Roasting Chicken--The Pink & The VW-done
So there I was last night, following Tom Keller's roast chicken recipe... The brined bird was seared on the cooktop and then cooped at 475F for 45 minutes in a wood-fired oven. I pull the skillet from the oven *exactly* when instructed (the internal temp at the thigh being 155F--so will rise to 165F after resting). It rests...
I ask Wahine what piece she wants, and the answer is "Thigh". As I carve it, the jus runs (a good sign, I think), and near the bone there's the slightest hint of pink...
UNACCEPTABLE, Wahine says. BACK IN THE OVEN. A discussion ensues, ending with Wahine claiming to know more about chicken than Tom Keller, and me claiming to have learned my lesson--to cook the sh$t out of any chicken I prepare for her.
Anyone else have this issue?

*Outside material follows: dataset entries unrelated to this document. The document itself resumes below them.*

use super::page_title;
use crate::model::{ElementKind, Issue, IssueKind};
use lumen_scanner::{Document, Element};

const INTERACTIVE_TAGS: [&str; 5] = ["a", "button", "input", "select", "textarea"];

/// One issue per offending element; an element that trips both conditions
/// gets both reasons in its description.
pub fn check_aria(url: &str, document: &Document) -> Vec<Issue> {
    let title = page_title(document);

    document
        .elements()
        .filter_map(|element| {
            let reasons = aria_problems(&element);
            if reasons.is_empty() {
                return None;
            }
            Some(
                Issue::new(IssueKind::AriaLabelWithoutText, ElementKind::Interactive, url, &title)
                    .with_snippet(element.outer_html())
                    .with_description(reasons.join("; ")),
            )
        })
        .collect()
}

fn aria_problems(element: &Element<'_>) -> Vec<String> {
    let mut reasons = Vec::new();

    let labelled = element
        .attribute("aria-label")
        .is_some_and(|label| !label.trim().is_empty());
    if labelled && !element.has_visible_text() {
        reasons.push("aria-label present but element has no visible text".to_string());
    }

    let hidden = element
        .attribute("aria-hidden")
        .is_some_and(|value| value.trim().eq_ignore_ascii_case("true"));
    if hidden && INTERACTIVE_TAGS.contains(&element.tag_name()) {
        reasons.push(format!(
            "Interactive <{}> hidden from assistive technology with aria-hidden=\"true\"",
            element.tag_name()
        ));
    }

    reasons
}
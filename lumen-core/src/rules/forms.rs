use super::page_title;
use crate::model::{ElementKind, Issue, IssueKind};
use lumen_scanner::Document;
use std::collections::HashSet;

/// Form controls whose `id` no `<label for>` points at.
pub fn check_form_labels(url: &str, document: &Document) -> Vec<Issue> {
    let title = page_title(document);

    let labelled: HashSet<&str> = document
        .elements_by_tag("label")
        .filter_map(|label| label.attribute("for"))
        .map(str::trim)
        .collect();

    document
        .elements_by_tags(&["input", "select", "textarea"])
        .filter(|control| {
            !control
                .attribute("type")
                .is_some_and(|t| t.eq_ignore_ascii_case("hidden"))
        })
        .filter(|control| {
            control
                .attribute("id")
                .is_none_or(|id| !labelled.contains(id.trim()))
        })
        .map(|control| {
            Issue::new(IssueKind::FormLabelMissing, ElementKind::FormControl, url, &title)
                .with_snippet(control.outer_html())
                .with_description(format!(
                    "<{}> has no associated <label for>",
                    control.tag_name()
                ))
        })
        .collect()
}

Is it normal/safe (as I believe) to have this hint of pinkness at the bone?
Does anyone else have the squick factor/squeamishness over this that Wahine does? More importantly, how do you cook the bird so that the thighs are done (a/k/a have the sh$t cooked out of them) without also overcooking the rest of the bird?
Put me in the camp with Wahine. Both in liking my chicken well done and not caring whether Keller likes it or not.
I suppose the easiest way to is to cut the bird into pieces so that you can cook the thighs longer. I also think spatchcocking is preferable to roasting it in the "round" as far as even cooking goes.
I don't like to use color as an indication of doneness in chicken ESPECIALLY when cooking with wood or charcoal.
The woodsmoke very often creates a smoke ring which many people do not know about. You usually hear about it with brisket
Now, you serve this to a rare-averse person, they'll complain no matter how much explanation you do (and I did plenty of explaining in the restaurant business).
"LOOK the meat is WELL DONE on the inside. How can it be rare on the OUTSIDE"
"I don't know, but I don't eat rare meat."
Same (to some extent) with fowl. I served charcoal fired rotisserie chicken for years. The "dark" meat tends to pick up pink coloration (due to smoke ring effect) more than the breast and I had various people complain (for years - "my chicken is pink, I don't want it").
Some accept the explanation, others know chicken better than me and refuse to hear anything (hey, just like Wahine!).
I'd explain, "Our chicken is brined and cooked in a charcoal oven. The wood smoke creates a pinkish smoke ring which turns some of the meat pinkish. Raw chicken is opaque, kinda like raw fish, you know? Its not like beef which starts out raw and red, then changes to gray when cooked. Chicken, like fish, changes *texture* when cooked. Look, the pinkish meat is not "raw" and gooey like uncooked chicken or fish: its firm. Plus our birds are cooked to 165, ensuring its cooked..."
"Yeah, well its not cooked" they'd say
The leg bone can be especially problematic. Commercial chickens are slaughtered quite young, before their bone structure is fully mature or hardened. This allows marrow pigment to leach out in the cooking process. It begins as a salmon color, but turns blackish the more well-done the chicken is.
So is the cause of your pain due to smoke ring or young bones? I don't know for sure, but a more pressing question might be:
Is Wahine the wife, or the daughter?
If the daughter, I'd suggest cooking the chicken the way you want and enjoy the ways of Thomas Keller.
If its the wife, I'd suggest cooking the shit outta the bird and eat dry breast - a small price to pay for harmony, no?
I think it is common for the area near the bones to be pink, especially in younger birds. Provided you get the internal temp high enough, it's safe.
Lately I have been roasting chicken "under a brick" which gives a uniform level of doneness. The results are a little different than a usual roast chicken. Both are good. I imagine it would be fantastic in a wood oven.